= Collected data entries =
··········
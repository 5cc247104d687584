use std::fmt;
use thiserror::Error;

/// The closed set of conditions the client can report.
///
/// Each kind carries a fixed code, a fixed human-readable text and a
/// severity. Only [`Severity::Notice`] kinds are reported without aborting
/// the call.
#[derive(Debug, Clone, Copy, PartialEq, Eq, Hash)]
pub enum ErrorKind {
    ReadTokenMissing,
    WriteTokenMissing,
    UnknownMethod,
    ReadTransactionFailed,
    WriteTransactionFailed,
    IdentifierNotProvided,
    ItemTypeNotSpecified,
    InvalidUploadOption,
    ApiError,
}

/// How a reported [`ErrorKind`] affects the call that raised it.
#[derive(Debug, Clone, Copy, PartialEq, Eq)]
pub enum Severity {
    /// The call fails with a [`MediaError`].
    Warning,
    /// The call proceeds; the condition is recorded as a [`Notice`].
    Notice,
}

impl ErrorKind {
    /// Stable numeric code, shown as `[MEDIACOVE-<code>]` in log output.
    pub fn code(self) -> u8 {
        match self {
            ErrorKind::ReadTokenMissing => 1,
            ErrorKind::WriteTokenMissing => 2,
            ErrorKind::UnknownMethod => 3,
            ErrorKind::ReadTransactionFailed => 4,
            ErrorKind::WriteTransactionFailed => 5,
            ErrorKind::IdentifierNotProvided => 8,
            ErrorKind::ItemTypeNotSpecified => 9,
            ErrorKind::InvalidUploadOption => 10,
            ErrorKind::ApiError => 11,
        }
    }

    pub fn text(self) -> &'static str {
        match self {
            ErrorKind::ReadTokenMissing => "read token not provided",
            ErrorKind::WriteTokenMissing => "write token not provided",
            ErrorKind::UnknownMethod => "requested method not found",
            ErrorKind::ReadTransactionFailed => "read API transaction failed",
            ErrorKind::WriteTransactionFailed => "write API transaction failed",
            ErrorKind::IdentifierNotProvided => "ID not provided",
            ErrorKind::ItemTypeNotSpecified => "type not specified",
            ErrorKind::InvalidUploadOption => "upload options not supported for this file type",
            ErrorKind::ApiError => "unknown API error",
        }
    }

    pub fn severity(self) -> Severity {
        match self {
            ErrorKind::InvalidUploadOption => Severity::Notice,
            _ => Severity::Warning,
        }
    }
}

impl fmt::Display for ErrorKind {
    fn fmt(&self, f: &mut fmt::Formatter<'_>) -> fmt::Result {
        write!(f, "[MEDIACOVE-{:03}] {}", self.code(), self.text())
    }
}

/// A non-fatal condition raised while building a request.
#[derive(Debug, Clone, PartialEq, Eq)]
pub struct Notice {
    pub kind: ErrorKind,
    pub detail: Option<String>,
}

impl Notice {
    pub fn new(kind: ErrorKind, detail: impl Into<String>) -> Self {
        Notice {
            kind,
            detail: Some(detail.into()),
        }
    }
}

impl fmt::Display for Notice {
    fn fmt(&self, f: &mut fmt::Formatter<'_>) -> fmt::Result {
        match self.detail {
            Some(ref detail) => write!(f, "{}: {}", self.kind, detail),
            None => write!(f, "{}", self.kind),
        }
    }
}

/// Main error type for media API operations
#[derive(Debug, Error)]
pub enum MediaError {
    #[error("read token not provided")]
    ReadTokenMissing,

    #[error("write token not provided")]
    WriteTokenMissing,

    /// Verb did not resolve to any known read command
    #[error("requested method not found: {0}")]
    UnknownMethod(String),

    /// GET failed, returned a non-success status, or returned an unusable body
    #[error("read API transaction failed: {detail}")]
    ReadTransactionFailed {
        detail: String,
        #[source]
        source: Option<Box<dyn std::error::Error + Send + Sync>>,
    },

    /// POST failed, returned a non-success status, or returned an unusable body
    #[error("write API transaction failed: {detail}")]
    WriteTransactionFailed {
        detail: String,
        #[source]
        source: Option<Box<dyn std::error::Error + Send + Sync>>,
    },

    #[error("ID not provided: {0}")]
    IdentifierNotProvided(String),

    #[error("type not specified: {0:?}")]
    ItemTypeNotSpecified(String),

    /// Error reported by the remote service itself
    #[error("API error: {}", .0.as_deref().unwrap_or("unknown API error"))]
    Api(Option<String>),

    /// Base URL could not be built from the configuration
    #[error("URL parse error: {0}")]
    UrlParse(#[from] url::ParseError),
}

impl MediaError {
    /// Create a read transaction failure carrying the underlying cause
    pub fn read_failed(
        detail: impl Into<String>,
        source: Option<Box<dyn std::error::Error + Send + Sync>>,
    ) -> Self {
        MediaError::ReadTransactionFailed {
            detail: detail.into(),
            source,
        }
    }

    /// Create a write transaction failure carrying the underlying cause
    pub fn write_failed(
        detail: impl Into<String>,
        source: Option<Box<dyn std::error::Error + Send + Sync>>,
    ) -> Self {
        MediaError::WriteTransactionFailed {
            detail: detail.into(),
            source,
        }
    }

    /// The catalog kind of this error, if it belongs to the catalog.
    pub fn kind(&self) -> Option<ErrorKind> {
        let kind = match self {
            MediaError::ReadTokenMissing => ErrorKind::ReadTokenMissing,
            MediaError::WriteTokenMissing => ErrorKind::WriteTokenMissing,
            MediaError::UnknownMethod(_) => ErrorKind::UnknownMethod,
            MediaError::ReadTransactionFailed { .. } => ErrorKind::ReadTransactionFailed,
            MediaError::WriteTransactionFailed { .. } => ErrorKind::WriteTransactionFailed,
            MediaError::IdentifierNotProvided(_) => ErrorKind::IdentifierNotProvided,
            MediaError::ItemTypeNotSpecified(_) => ErrorKind::ItemTypeNotSpecified,
            MediaError::Api(_) => ErrorKind::ApiError,
            MediaError::UrlParse(_) => return None,
        };
        Some(kind)
    }

    /// The remote service's own error text, if this is an API error
    pub fn api_message(&self) -> Option<&str> {
        match self {
            MediaError::Api(message) => message.as_deref(),
            _ => None,
        }
    }
}

/// Result type for media API operations
pub type Result<T> = std::result::Result<T, MediaError>;

/// Log a catalog condition if notice display is enabled.
///
/// Notices go out at `warn`, fatal kinds at `error`.
pub(crate) fn report(show: bool, kind: ErrorKind, detail: &dyn fmt::Display) {
    if !show {
        return;
    }
    match kind.severity() {
        Severity::Notice => log::warn!("{} ({})", kind, detail),
        Severity::Warning => log::error!("{} ({})", kind, detail),
    }
}
#[cfg(test)]
mod tests {
    use super::*;
    use crate::params;
    use crate::registry::resolve;
    use serde_json::json;

    fn base() -> Url {
        Url::parse("http://api.example.com/services/library").unwrap()
    }

    fn query(url: &Url, key: &str) -> Option<String> {
        url.query_pairs()
            .find(|(k, _)| k == key)
            .map(|(_, v)| v.into_owned())
    }

    #[test]
    fn test_bare_scalar_uses_default_param() {
        let alias = resolve("video_by_id").unwrap();
        let url = build_read_request(&base(), "tok", alias, "12345".into()).unwrap();
        assert_eq!(
            url.as_str(),
            "http://api.example.com/services/library?token=tok&command=find_video_by_id&video_id=12345"
        );
    }

    #[test]
    fn test_from_date_millis_become_minutes() {
        let alias = resolve("modified_videos").unwrap();
        let url = build_read_request(&base(), "tok", alias, "1356998400000".into()).unwrap();
        assert_eq!(query(&url, "from_date").as_deref(), Some("22616640"));
        assert_eq!(query(&url, "get_item_count").as_deref(), Some("TRUE"));
    }

    #[test]
    fn test_from_date_minutes_pass_through() {
        let alias = resolve("modified_videos").unwrap();
        let input = params! { "from_date" => "22616640" };
        let url = build_read_request(&base(), "tok", alias, input.into()).unwrap();
        assert_eq!(query(&url, "from_date").as_deref(), Some("22616640"));
    }

    #[test]
    fn test_from_date_in_bag_of_other_alias() {
        let alias = resolve("all_videos").unwrap();
        let input = params! { "from_date" => 1356998400000i64 };
        let normalized = normalize(alias, input.into()).unwrap();
        assert_eq!(normalized.get("from_date"), Some(&json!("22616640")));
    }

    #[test]
    fn test_item_count_injected() {
        let alias = resolve("all_videos").unwrap();
        let url = build_read_request(&base(), "tok", alias, ParamInput::None).unwrap();
        assert!(url.as_str().contains("get_item_count=TRUE"));
    }

    #[test]
    fn test_item_count_respects_caller() {
        let alias = resolve("all_videos").unwrap();
        let input = params! { "get_item_count" => "FALSE" };
        let url = build_read_request(&base(), "tok", alias, input.into()).unwrap();
        assert_eq!(query(&url, "get_item_count").as_deref(), Some("FALSE"));
        assert!(!url.as_str().contains("get_item_count=TRUE"));
    }

    #[test]
    fn test_bare_scalar_promoted_with_item_count() {
        let alias = resolve("videos_by_text").unwrap();
        let url = build_read_request(&base(), "tok", alias, "my clip".into()).unwrap();
        assert!(url.as_str().ends_with("&text=my+clip&get_item_count=TRUE"));
    }

    #[test]
    fn test_bare_scalar_without_default_param() {
        let alias = resolve("all_playlists").unwrap();
        let err = build_read_request(&base(), "tok", alias, "oops".into()).unwrap_err();
        assert!(matches!(err, MediaError::IdentifierNotProvided(_)));
    }

    #[test]
    fn test_list_values_are_comma_joined() {
        let alias = resolve("videos_by_ids").unwrap();
        let url = build_read_request(&base(), "tok", alias, vec!["1", "2"].into()).unwrap();
        assert_eq!(query(&url, "video_ids").as_deref(), Some("1,2"));
    }

    #[test]
    fn test_flv_strips_multiple_renditions() {
        let file = Path::new("/tmp/clip.flv");
        let envelope = build_create_video(
            "wtok",
            Some(file),
            params! { "name" => "Clip" },
            UploadOptions::multiple_renditions(),
        )
        .unwrap();
        assert_eq!(envelope.param("create_multiple_renditions"), Some(&json!(false)));
        assert_eq!(envelope.notices.len(), 1);
        assert_eq!(envelope.notices[0].kind, ErrorKind::InvalidUploadOption);
        assert_eq!(envelope.file.as_deref(), Some(file));
    }

    #[test]
    fn test_flv_without_requested_options_has_no_notice() {
        let (options, notices) =
            validate_upload_options(Some(Path::new("clip.FLV")), UploadOptions::default());
        assert_eq!(options.create_multiple_renditions, Some(false));
        assert!(notices.is_empty());
    }

    #[test]
    fn test_flv_drops_encode_and_preserve() {
        let options = UploadOptions {
            encode_to: Some(EncodeTo::Mp4),
            preserve_source_rendition: Some(true),
            ..Default::default()
        };
        let (options, notices) = validate_upload_options(Some(Path::new("a.f4v")), options);
        assert_eq!(options.encode_to, None);
        assert_eq!(options.preserve_source_rendition, None);
        assert_eq!(notices.len(), 1);
    }

    #[test]
    fn test_no_processing_dropped_with_multiple_renditions() {
        let options = UploadOptions {
            create_multiple_renditions: Some(true),
            h264_no_processing: Some(true),
            ..Default::default()
        };
        let (options, notices) = validate_upload_options(Some(Path::new("a.mp4")), options);
        assert_eq!(options.create_multiple_renditions, Some(true));
        assert_eq!(options.h264_no_processing, None);
        assert_eq!(notices[0].kind, ErrorKind::InvalidUploadOption);
    }

    #[test]
    fn test_create_video_fills_placeholders() {
        let envelope = build_create_video("wtok", None, Params::new(), UploadOptions::default()).unwrap();
        let video = envelope.param("video").unwrap();
        assert!(video["referenceId"].as_str().is_some_and(|s| !s.is_empty()));
        assert!(video["name"].as_str().is_some_and(|s| s.starts_with("Video ")));
        assert!(video["shortDescription"].as_str().is_some());
        assert_eq!(envelope.param("token"), Some(&json!("wtok")));
        assert!(envelope.file.is_none());
    }

    #[test]
    fn test_json_field_envelope() {
        let envelope = build_create_video(
            "wtok",
            None,
            params! { "name" => "n", "shortDescription" => "d", "referenceId" => "r1" },
            UploadOptions::default(),
        )
        .unwrap();
        let field = envelope.json_field().unwrap();
        assert!(field.ends_with('\n'));
        let doc: Value = serde_json::from_str(field.trim_end()).unwrap();
        assert_eq!(doc["method"], json!("create_video"));
        assert_eq!(doc["params"]["video"]["referenceId"], json!("r1"));
        assert_eq!(doc["params"]["create_multiple_renditions"], json!(false));
    }

    #[test]
    fn test_playlist_ids_coerced() {
        let meta = params! { "name" => "p", "playlistType" => "OLDEST_TO_NEWEST", "videoIds" => ["10", "20"] };
        let envelope = build_create_playlist("wtok", meta).unwrap();
        assert_eq!(envelope.param("playlist").unwrap()["videoIds"], json!([10, 20]));
    }

    #[test]
    fn test_explicit_playlist_ids_untouched() {
        let meta = params! { "playlistType" => "EXPLICIT", "videoIds" => ["10", "20"] };
        let envelope = build_create_playlist("wtok", meta).unwrap();
        assert_eq!(envelope.param("playlist").unwrap()["videoIds"], json!(["10", "20"]));
    }

    #[test]
    fn test_playlist_bad_id() {
        let meta = params! { "videoIds" => ["ten"] };
        let err = build_create_playlist("wtok", meta).unwrap_err();
        assert!(matches!(err, MediaError::IdentifierNotProvided(_)));
    }

    #[test]
    fn test_item_type_parse() {
        assert_eq!("Video".parse::<ItemType>().unwrap(), ItemType::Video);
        assert_eq!(" PLAYLIST ".parse::<ItemType>().unwrap(), ItemType::Playlist);
        assert!(matches!(
            "image".parse::<ItemType>(),
            Err(MediaError::ItemTypeNotSpecified(_))
        ));
    }

    #[test]
    fn test_item_ref_precedence() {
        assert_eq!(ItemRef::pick(Some("1"), Some("r")).unwrap(), ItemRef::Id("1".to_string()));
        assert_eq!(
            ItemRef::pick(Some(""), Some("r")).unwrap(),
            ItemRef::Reference("r".to_string())
        );
        assert!(ItemRef::pick(None, None).is_err());
    }

    #[test]
    fn test_delete_envelope() {
        let item = ItemRef::pick(None, Some("ref-9")).unwrap();
        let envelope = build_delete("wtok", ItemType::Playlist, &item, true);
        assert_eq!(envelope.method, "delete_playlist");
        assert_eq!(envelope.param("reference_id"), Some(&json!("ref-9")));
        assert_eq!(envelope.param("cascade"), Some(&json!(true)));
        assert!(envelope.param("playlist_id").is_none());
    }

    #[test]
    fn test_create_image_requires_video() {
        let err = build_create_image("wtok", None, Params::new(), None, true).unwrap_err();
        assert!(matches!(err, MediaError::IdentifierNotProvided(_)));

        let envelope = build_create_image("wtok", None, Params::new(), Some("55"), false).unwrap();
        assert_eq!(envelope.method, "add_image");
        assert_eq!(envelope.param("resize"), Some(&json!("FALSE")));
    }

    #[test]
    fn test_share_video() {
        let envelope = build_share_video("wtok", "77", &["a1", "a2"], true).unwrap();
        assert_eq!(envelope.param("sharee_account_ids"), Some(&json!(["a1", "a2"])));
        assert_eq!(envelope.param("auto_accept"), Some(&json!("TRUE")));
        assert!(build_share_video("wtok", " ", &[], false).is_err());
    }
}
//! # mediacove - client for a media-management REST API
//!
//! A blocking Rust client for a video platform exposing a GET-based read API
//! and a POST-based write API. Callers use short verbs and parameter bags;
//! the library builds the query strings and multipart envelopes, walks
//! paginated listings and decodes responses.
//!
//! ## Features
//!
//! - Loose verb lookup: `find_video_by_id`, `VideoById` and `videobyid` are
//!   the same call
//! - Parameter normalization (epoch-minute dates, item-count requests, bare
//!   arguments bound to the verb's default parameter)
//! - Whole-catalog listing that follows pagination
//! - Large numeric ids decoded as strings so they never lose precision
//! - Write calls with file upload and upload-option validation
//!
//! ## Basic Usage
//!
//! ```no_run
//! use mediacove::{params, ApiResponse, MediaClient};
//!
//! fn main() -> Result<(), Box<dyn std::error::Error>> {
//!     let mut client = MediaClient::new("read-token")?;
//!
//!     // Bare argument: bound to `video_id`
//!     if let ApiResponse::Single(video) = client.find("find_video_by_id", "1234567890123")? {
//!         println!("{}", video["name"]);
//!     }
//!
//!     // Parameter bag
//!     let page = client.find("videos_by_tags", params! { "or_tags" => "news", "page_size" => 10 })?;
//!     println!("{} of {:?}", page.items().len(), client.total_count());
//!
//!     // Everything, across pages
//!     let all = client.find_all_videos(None)?;
//!     println!("{} videos", all.len());
//!     Ok(())
//! }
//! ```
//!
//! ## Writing
//!
//! ```no_run
//! use mediacove::{params, Config, MediaClient, UploadOptions};
//! use std::path::Path;
//!
//! let mut client = MediaClient::with_config("read-token", Config::default().with_secure(true))?
//!     .with_write_token("write-token");
//!
//! let id = client.create_video(
//!     Some(Path::new("clip.mp4")),
//!     params! { "name" => "Launch", "shortDescription" => "Launch day" },
//!     UploadOptions::multiple_renditions(),
//! )?;
//! println!("created {}", id);
//! # Ok::<(), mediacove::MediaError>(())
//! ```

pub mod client;
pub mod codec;
pub mod error;
pub mod format;
pub mod pager;
pub mod params;
pub mod registry;
pub mod request;
pub mod response;
pub mod rest;
pub mod tags;
pub mod time;
pub mod transport;

// Re-export main types for convenience
pub use client::Config;
pub use error::{ErrorKind, MediaError, Notice, Result, Severity};
pub use format::{download_url, sef};
pub use params::{ParamInput, Params};
pub use registry::{resolve, MethodAlias};
pub use request::{EncodeTo, ItemRef, ItemType, UploadOptions, WriteEnvelope};
pub use response::{ApiResponse, PageMeta};
pub use rest::{ClientSession, MediaClient};
pub use tags::{filter_by_tags, TagSet};
pub use time::VideoLength;
pub use transport::{HttpTransport, Transport};

// Re-export serde_json for convenience
pub use serde_json::json;
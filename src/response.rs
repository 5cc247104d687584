use crate::codec;
use crate::error::{MediaError, Result};
use serde::{Deserialize, Serialize};
use serde_json::Value;

/// Body the read API sends when a lookup matched nothing.
pub const NULL_SENTINEL: &str = "NULL";

/// Pagination metadata reported alongside a read result.
#[derive(Debug, Clone, Copy, Default, PartialEq, Eq, Serialize, Deserialize)]
pub struct PageMeta {
    pub page_number: Option<i64>,
    pub page_size: Option<i64>,
    pub total_count: Option<i64>,
}

impl PageMeta {
    fn from_payload(payload: &Value) -> Self {
        let field = |key: &str| payload.get(key).and_then(as_count);
        PageMeta {
            page_number: field("page_number"),
            page_size: field("page_size"),
            total_count: field("total_count"),
        }
    }
}

// Counts may arrive as strings once protected by the codec.
fn as_count(value: &Value) -> Option<i64> {
    match value {
        Value::Number(n) => n.as_i64(),
        Value::String(s) => s.parse().ok(),
        _ => None,
    }
}

/// A decoded read result.
#[derive(Debug, Clone, PartialEq)]
pub enum ApiResponse {
    /// The API answered `NULL`: no matching item
    Empty,
    /// A single item
    Single(Value),
    /// A bare list of items
    List(Vec<Value>),
    /// A page of items with its pagination metadata
    Page { items: Vec<Value>, meta: PageMeta },
}

impl ApiResponse {
    /// Items carried by the response; a single item counts as one.
    pub fn items(&self) -> &[Value] {
        match self {
            ApiResponse::Empty => &[],
            ApiResponse::Single(item) => std::slice::from_ref(item),
            ApiResponse::List(items) | ApiResponse::Page { items, .. } => items,
        }
    }

    /// Consume the response and return its items
    pub fn into_items(self) -> Vec<Value> {
        match self {
            ApiResponse::Empty => Vec::new(),
            ApiResponse::Single(item) => vec![item],
            ApiResponse::List(items) | ApiResponse::Page { items, .. } => items,
        }
    }

    pub fn is_empty(&self) -> bool {
        self.items().is_empty()
    }

    /// Unmarshal the result into the provided type
    pub fn apply<T>(&self) -> Result<T>
    where
        T: serde::de::DeserializeOwned,
    {
        let value = match self {
            ApiResponse::Empty => Value::Null,
            ApiResponse::Single(item) => item.clone(),
            ApiResponse::List(items) | ApiResponse::Page { items, .. } => Value::Array(items.clone()),
        };
        serde_json::from_value(value)
            .map_err(|e| MediaError::read_failed("unexpected result shape", Some(Box::new(e))))
    }

    /// Get a value from a single-item result by a slash-separated path,
    /// e.g. `"customFields/genre"` or `"renditions/0/url"`.
    pub fn get(&self, path: &str) -> Option<&Value> {
        let mut current = match self {
            ApiResponse::Single(item) => item,
            _ => return None,
        };
        for part in path.split('/').filter(|s| !s.is_empty()) {
            current = match current {
                Value::Object(map) => map.get(part)?,
                Value::Array(arr) => arr.get(part.parse::<usize>().ok()?)?,
                _ => return None,
            };
        }
        Some(current)
    }

    /// Get a string value from a single-item result by path
    pub fn get_string(&self, path: &str) -> Option<String> {
        self.get(path).and_then(|v| v.as_str().map(|s| s.to_string()))
    }
}

fn error_text(error: &Value) -> Option<String> {
    match error {
        Value::Null => None,
        Value::String(s) => Some(s.clone()),
        Value::Object(map) => map
            .get("message")
            .and_then(Value::as_str)
            .map(str::to_string)
            .or_else(|| Some(error.to_string())),
        other => Some(other.to_string()),
    }
}

fn check_error(payload: &Value) -> Result<()> {
    match payload.get("error") {
        None | Some(Value::Null) => Ok(()),
        Some(error) => Err(MediaError::Api(error_text(error))),
    }
}

/// Decode the body of a read call.
///
/// Returns the result together with the pagination metadata found in the
/// payload; the metadata fields are `None` when absent.
pub fn decode_read(raw: &str) -> Result<(ApiResponse, PageMeta)> {
    let raw = raw.trim();
    if raw.is_empty() {
        return Err(MediaError::read_failed("empty response", None));
    }
    if raw == NULL_SENTINEL {
        return Ok((ApiResponse::Empty, PageMeta::default()));
    }

    let payload = codec::decode(raw)
        .map_err(|e| MediaError::read_failed("response is not valid JSON", Some(Box::new(e))))?;
    check_error(&payload)?;

    let meta = PageMeta::from_payload(&payload);
    let response = match payload {
        Value::Object(mut map) if map.contains_key("items") => {
            let items = match map.remove("items") {
                Some(Value::Array(items)) => items,
                Some(Value::Null) | None => Vec::new(),
                Some(other) => vec![other],
            };
            ApiResponse::Page { items, meta }
        }
        Value::Array(items) => ApiResponse::List(items),
        Value::Null => ApiResponse::Empty,
        other => ApiResponse::Single(other),
    };
    Ok((response, meta))
}

/// Decode the body of a write call and unwrap its `result` field.
///
/// With `require_result`, a missing or falsy result is an API error.
pub fn decode_write(raw: &str, require_result: bool) -> Result<Value> {
    let raw = raw.trim();
    if raw.is_empty() {
        return Err(MediaError::write_failed("empty response", None));
    }

    let payload = codec::decode(raw)
        .map_err(|e| MediaError::write_failed("response is not valid JSON", Some(Box::new(e))))?;
    check_error(&payload)?;

    let result = payload.get("result").cloned().unwrap_or(Value::Null);
    if require_result && is_falsy(&result) {
        return Err(MediaError::Api(None));
    }
    Ok(result)
}

fn is_falsy(value: &Value) -> bool {
    match value {
        Value::Null => true,
        Value::Bool(b) => !b,
        Value::String(s) => s.is_empty() || s == "0",
        Value::Number(n) => n.as_f64() == Some(0.0),
        Value::Array(items) => items.is_empty(),
        Value::Object(_) => false,
    }
}
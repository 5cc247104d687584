use crate::client::{create_read_client, create_upload_client};
use crate::error::{MediaError, Result};
use crate::request::WriteEnvelope;
use reqwest::blocking::{multipart, Client, Response};
use url::Url;

/// Executes the actual HTTP round trips.
///
/// Implementations return the raw response body or a read/write transaction
/// failure. They never retry.
pub trait Transport {
    /// Perform a GET against a fully built read URL
    fn get(&self, url: &Url) -> Result<String>;

    /// POST an envelope as a multipart form to the write endpoint
    fn post(&self, url: &Url, envelope: &WriteEnvelope) -> Result<String>;
}

/// Transport over reqwest's blocking client
#[derive(Debug, Clone)]
pub struct HttpTransport {
    read: Client,
    write: Client,
}

impl HttpTransport {
    pub fn new() -> Result<Self> {
        Ok(HttpTransport {
            read: create_read_client()?,
            write: create_upload_client()?,
        })
    }
}

// Returns the body, or the status and body when the server did not answer 2xx.
fn read_body(response: Response) -> std::result::Result<String, (String, Option<reqwest::Error>)> {
    let status = response.status();
    match response.text() {
        Ok(body) if status.is_success() => Ok(body),
        Ok(body) => Err((format!("HTTP error {}: {}", status.as_u16(), body), None)),
        Err(e) => Err((format!("could not read body (status {})", status.as_u16()), Some(e))),
    }
}

fn boxed(e: Option<reqwest::Error>) -> Option<Box<dyn std::error::Error + Send + Sync>> {
    e.map(|e| Box::new(e) as Box<dyn std::error::Error + Send + Sync>)
}

impl Transport for HttpTransport {
    fn get(&self, url: &Url) -> Result<String> {
        let response = self
            .read
            .get(url.as_str())
            .send()
            .map_err(|e| MediaError::read_failed(e.to_string(), Some(Box::new(e))))?;
        read_body(response).map_err(|(detail, e)| MediaError::read_failed(detail, boxed(e)))
    }

    fn post(&self, url: &Url, envelope: &WriteEnvelope) -> Result<String> {
        let mut form = multipart::Form::new().text("json", envelope.json_field()?);
        if let Some(ref file) = envelope.file {
            form = form.file("file", file).map_err(|e| {
                MediaError::write_failed(format!("could not open {}", file.display()), Some(Box::new(e)))
            })?;
        }

        let response = self
            .write
            .post(url.as_str())
            .multipart(form)
            .send()
            .map_err(|e| MediaError::write_failed(e.to_string(), Some(Box::new(e))))?;
        read_body(response).map_err(|(detail, e)| MediaError::write_failed(detail, boxed(e)))
    }
}
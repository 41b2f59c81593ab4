use indexmap::IndexMap;
use indexmap::map::Entry;
use tracing::warn;

use imtable_types::{Record, RecordKey, Weight};

/// Keyed rows of a table, iterated in first-seen order.
#[derive(Debug, Clone, Default)]
pub struct RecordStore {
    records: IndexMap<RecordKey, Record>,
    duplicates: usize,
}

/// Outcome of [`RecordStore::upsert`].
#[derive(Clone, Copy, Debug, Eq, PartialEq)]
pub enum Upsert {
    Inserted,
    Merged {
        first: Weight,
        second: Weight,
        stored: Weight,
    },
}

impl RecordStore {
    pub fn new() -> Self {
        Self::default()
    }

    /// Insert a row, or merge it into an existing row with the same key.
    ///
    /// On a merge the stored weight becomes the larger of the two and the
    /// existing comment is kept.
    pub fn upsert(&mut self, key: RecordKey, record: Record) -> Upsert {
        match self.records.entry(key) {
            Entry::Vacant(slot) => {
                slot.insert(record);
                Upsert::Inserted
            }
            Entry::Occupied(mut slot) => {
                let first = slot.get().weight;
                let second = record.weight;
                warn!(
                    "duplicate {} {} first weight={} second weight={}",
                    slot.key().input,
                    slot.key().character,
                    first,
                    second
                );
                let stored = first.max(second);
                slot.get_mut().weight = stored;
                self.duplicates += 1;
                Upsert::Merged {
                    first,
                    second,
                    stored,
                }
            }
        }
    }

    pub fn get(&self, key: &RecordKey) -> Option<&Record> {
        self.records.get(key)
    }

    /// Weight of `(input, character)` if the row exists.
    pub fn weight(&self, input: &str, character: char) -> Option<Weight> {
        self.get(&RecordKey::new(input, character))
            .map(|record| record.weight)
    }

    /// Overwrite the weight of an existing row. Returns `false` when the row
    /// does not exist; rows are never created here.
    pub fn set_weight(&mut self, key: &RecordKey, weight: Weight) -> bool {
        match self.records.get_mut(key) {
            Some(record) => {
                record.weight = weight;
                true
            }
            None => false,
        }
    }

    pub fn iter(&self) -> impl Iterator<Item = (&RecordKey, &Record)> + '_ {
        self.records.iter()
    }

    pub fn iter_mut(&mut self) -> impl Iterator<Item = (&RecordKey, &mut Record)> + '_ {
        self.records.iter_mut()
    }

    pub fn len(&self) -> usize {
        self.records.len()
    }

    pub fn is_empty(&self) -> bool {
        self.records.is_empty()
    }

    /// Number of duplicate rows merged so far.
    pub fn duplicate_count(&self) -> usize {
        self.duplicates
    }
}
··········
= Task directions =
Write the number of data lines with "usize", nothing else.

= Written answer =
4